TASK TO CARRY OUT: Please count the lines below that hold the word "allow" and give the count without any other text.
━━ DATA FOR REVIEW
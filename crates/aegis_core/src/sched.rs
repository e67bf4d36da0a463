//! Virtual-time primitives: clock trait and a cancellable deadline queue.
//!
//! Nothing in the core reads the wall clock directly. Components take an
//! explicit `now_ms` and park timed work on a `Scheduler`; the host drives
//! both from its frame loop. Tests substitute `ManualClock` and step time
//! deterministically instead of sleeping.

use std::cell::Cell;

/// Millisecond time source.
pub trait Clock {
    fn now_ms(&self) -> u64;
}

/// Wall-clock time, measured from construction.
pub struct SystemClock {
    origin: instant::Instant,
}

impl SystemClock {
    pub fn new() -> Self {
        Self {
            origin: instant::Instant::now(),
        }
    }
}

impl Default for SystemClock {
    fn default() -> Self {
        Self::new()
    }
}

impl Clock for SystemClock {
    fn now_ms(&self) -> u64 {
        self.origin.elapsed().as_millis() as u64
    }
}

/// Test clock advanced by hand.
#[derive(Default)]
pub struct ManualClock {
    ms: Cell<u64>,
}

impl ManualClock {
    pub fn new() -> Self {
        Self::default()
    }

    pub fn at(ms: u64) -> Self {
        let clock = Self::default();
        clock.ms.set(ms);
        clock
    }

    pub fn advance(&self, delta_ms: u64) {
        self.ms.set(self.ms.get() + delta_ms);
    }

    pub fn set(&self, ms: u64) {
        self.ms.set(ms);
    }
}

impl Clock for ManualClock {
    fn now_ms(&self) -> u64 {
        self.ms.get()
    }
}

/// Handle to a scheduled deadline. Cancelled or fired tokens are dead;
/// a stale token no-ops on cancel.
#[derive(Debug, Clone, Copy, PartialEq, Eq, Hash)]
pub struct Token(u64);

/// Cancellable deadline queue.
///
/// Deliberately polled rather than callback-driven: owners call
/// `due(now)` from their `tick` and react to fired tokens, which keeps
/// every timed path single-threaded and testable with virtual time.
#[derive(Debug, Default)]
pub struct Scheduler {
    next_token: u64,
    entries: Vec<(u64, Token)>,
}

impl Scheduler {
    pub fn new() -> Self {
        Self::default()
    }

    /// Schedule a deadline `delay_ms` from `now_ms`.
    pub fn schedule_after(&mut self, now_ms: u64, delay_ms: u64) -> Token {
        self.next_token += 1;
        let token = Token(self.next_token);
        self.entries.push((now_ms.saturating_add(delay_ms), token));
        token
    }

    /// Cancel a pending deadline. Unknown/fired tokens are ignored.
    pub fn cancel(&mut self, token: Token) {
        self.entries.retain(|(_, t)| *t != token);
    }

    /// Whether the token is still pending.
    pub fn is_pending(&self, token: Token) -> bool {
        self.entries.iter().any(|(_, t)| *t == token)
    }

    /// Remove and return all tokens whose deadline has passed, in
    /// deadline order.
    pub fn due(&mut self, now_ms: u64) -> Vec<Token> {
        let mut fired: Vec<(u64, Token)> = Vec::new();
        self.entries.retain(|entry| {
            if entry.0 <= now_ms {
                fired.push(*entry);
                false
            } else {
                true
            }
        });
        fired.sort_by_key(|(deadline, _)| *deadline);
        fired.into_iter().map(|(_, t)| t).collect()
    }

    /// Drop every pending deadline.
    pub fn clear(&mut self) {
        self.entries.clear();
    }

    pub fn pending_count(&self) -> usize {
        self.entries.len()
    }
}
//! Exponential smoothing with dead-zone and sensitivity scaling.
//!
//! Raw sensor and landmark coordinates jitter frame to frame. A
//! single-pole IIR filter trades a little latency for stability cheaply,
//! and the dead-zone suppresses micro-tremor without needing a full
//! Kalman filter.

use aegis_core::{Vec2, Vec3};
use serde::{Deserialize, Serialize};

/// Blend one raw value against the previous filtered value.
///
/// `factor` is the weight of the *previous* value: 0 passes raw through,
/// values approaching 1 respond more slowly. Out-of-range factors are
/// clamped.
pub fn smooth(raw: f32, previous: f32, factor: f32) -> f32 {
    let factor = factor.clamp(0.0, 1.0);
    previous * factor + raw * (1.0 - factor)
}

/// Zero out values inside the dead-zone, before blending.
pub fn apply_dead_zone(value: f32, dead_zone: f32) -> f32 {
    if value.abs() < dead_zone {
        0.0
    } else {
        value
    }
}

/// Per-axis smoothing parameters.
#[derive(Debug, Clone, Copy, PartialEq, Serialize, Deserialize)]
pub struct SmoothingParams {
    /// Weight of the previous value, in [0, 1].
    pub factor: f32,
    /// Raw values with magnitude below this are treated as 0.
    pub dead_zone: f32,
    /// Post-blend multiplier.
    pub sensitivity: f32,
}

impl Default for SmoothingParams {
    fn default() -> Self {
        Self {
            factor: 0.5,
            dead_zone: 0.0,
            sensitivity: 1.0,
        }
    }
}

impl SmoothingParams {
    /// Plain blend with no dead-zone or sensitivity adjustment.
    pub fn factor_only(factor: f32) -> Self {
        Self {
            factor,
            ..Self::default()
        }
    }

    fn step(&self, raw: f32, previous: f32) -> f32 {
        smooth(apply_dead_zone(raw, self.dead_zone), previous, self.factor) * self.sensitivity
    }
}

/// Stateful smoother for a 2D point stream (gaze).
///
/// The first sample seeds the filter unchanged, so there is no startup
/// transient pulling early output toward the origin.
#[derive(Debug, Clone)]
pub struct PointSmoother {
    params: SmoothingParams,
    previous: Option<Vec2>,
}

impl PointSmoother {
    pub fn new(params: SmoothingParams) -> Self {
        Self {
            params,
            previous: None,
        }
    }

    pub fn update(&mut self, raw: Vec2) -> Vec2 {
        let out = match self.previous {
            None => raw,
            Some(prev) => Vec2::new(
                self.params.step(raw.x, prev.x),
                self.params.step(raw.y, prev.y),
            ),
        };
        self.previous = Some(out);
        out
    }

    pub fn reset(&mut self) {
        self.previous = None;
    }
}

/// Stateful smoother for a 3-axis pose stream (head).
#[derive(Debug, Clone)]
pub struct PoseSmoother {
    params: SmoothingParams,
    previous: Option<Vec3>,
}

impl PoseSmoother {
    pub fn new(params: SmoothingParams) -> Self {
        Self {
            params,
            previous: None,
        }
    }

    pub fn update(&mut self, raw: Vec3) -> Vec3 {
        let out = match self.previous {
            None => Vec3::new(
                apply_dead_zone(raw.x, self.params.dead_zone) * self.params.sensitivity,
                apply_dead_zone(raw.y, self.params.dead_zone) * self.params.sensitivity,
                apply_dead_zone(raw.z, self.params.dead_zone) * self.params.sensitivity,
            ),
            Some(prev) => Vec3::new(
                self.params.step(raw.x, prev.x),
                self.params.step(raw.y, prev.y),
                self.params.step(raw.z, prev.z),
            ),
        };
        self.previous = Some(out);
        out
    }

    pub fn reset(&mut self) {
        self.previous = None;
    }
}
//! The UI surface abstraction.
//!
//! The live document is shared with the host and every front-end reads it;
//! this trait is the only window onto it. Front-ends query and hit-test,
//! and only the dispatcher mutates (via `simulate_*`). The core never
//! assumes exclusive ownership of the document.

use crate::activation::NavKey;
use crate::types::{Rect, Vec2};
use bitflags::bitflags;
use serde::{Deserialize, Serialize};

/// Opaque identifier for an interactive element in the host document.
pub type ElementId = u64;

/// Broad element role, used for activation routing and role-based scan
/// grouping.
#[derive(Debug, Clone, Copy, PartialEq, Eq, Hash, Serialize, Deserialize)]
pub enum ElementKind {
    /// Button or button-like control - activation clicks it.
    Button,
    /// Hyperlink - activation clicks it.
    Link,
    /// Text input / select / textarea - activation focuses it.
    Input,
    /// In-game interactive object (bubble) - activation goes through the
    /// game hook.
    GameElement,
    /// Anything else on the interactive allow-list.
    Generic,
}

bitflags! {
    /// Affordances of an interactive element.
    ///
    /// Flags are additive; the dispatcher checks which are set before
    /// committing an activation.
    #[derive(Debug, Clone, Copy, PartialEq, Eq, Hash)]
    pub struct ElementFlags: u8 {
        /// Responds to a simulated click.
        const CLICKABLE = 1 << 0;

        /// Can receive keyboard focus.
        const FOCUSABLE = 1 << 1;

        /// Currently disabled; never activated, skipped by scanning.
        const DISABLED = 1 << 2;

        /// Carries an explicit activation marker (tabindex, onclick,
        /// pointer cursor) rather than an intrinsically interactive tag.
        const MARKED = 1 << 3;
    }
}

impl Default for ElementFlags {
    fn default() -> Self {
        ElementFlags::CLICKABLE
    }
}

/// Snapshot of one interactive element, as returned by the surface.
#[derive(Debug, Clone, PartialEq)]
pub struct UiElement {
    pub id: ElementId,
    pub kind: ElementKind,
    pub rect: Rect,
    pub flags: ElementFlags,
}

impl UiElement {
    /// Whether an activation may be committed against this element.
    pub fn is_activatable(&self) -> bool {
        !self.flags.contains(ElementFlags::DISABLED)
            && (self
                .flags
                .intersects(ElementFlags::CLICKABLE | ElementFlags::FOCUSABLE | ElementFlags::MARKED))
    }
}

/// Error from a surface mutation.
#[derive(Debug, thiserror::Error)]
pub enum SurfaceError {
    #[error("element {0} no longer exists")]
    ElementGone(ElementId),

    #[error("element {0} is not activatable")]
    NotActivatable(ElementId),

    #[error("surface rejected the action: {0}")]
    Rejected(String),
}

/// Read/query/mutate window onto the host document.
///
/// Enumeration results are snapshots: elements may disappear between a
/// query and a later `simulate_*` call, which then fails with
/// `SurfaceError::ElementGone` rather than acting on stale state.
pub trait UiSurface {
    /// Current viewport size in pixels.
    fn viewport(&self) -> Vec2;

    /// All interactive elements currently in the document, in document
    /// order, per the fixed selector allow-list.
    fn interactive_elements(&self) -> Vec<UiElement>;

    /// Topmost interactive element under the point, if any.
    fn hit_test(&self, point: Vec2) -> Option<UiElement>;

    /// Simulate a primary click on the element.
    fn simulate_click(&mut self, id: ElementId) -> Result<(), SurfaceError>;

    /// Move keyboard focus to the element.
    fn simulate_focus(&mut self, id: ElementId) -> Result<(), SurfaceError>;

    /// Synthesize a key press at the document level.
    fn simulate_key(&mut self, key: NavKey) -> Result<(), SurfaceError>;
}

/// Host hook for game-specific activation (bubble pop etc.).
///
/// Separate from `UiSurface` so the game engine can be plugged in
/// independently of the document binding.
pub trait GameHook {
    fn on_game_element(&mut self, element: &UiElement);
}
━━━━
RESPONSE: 2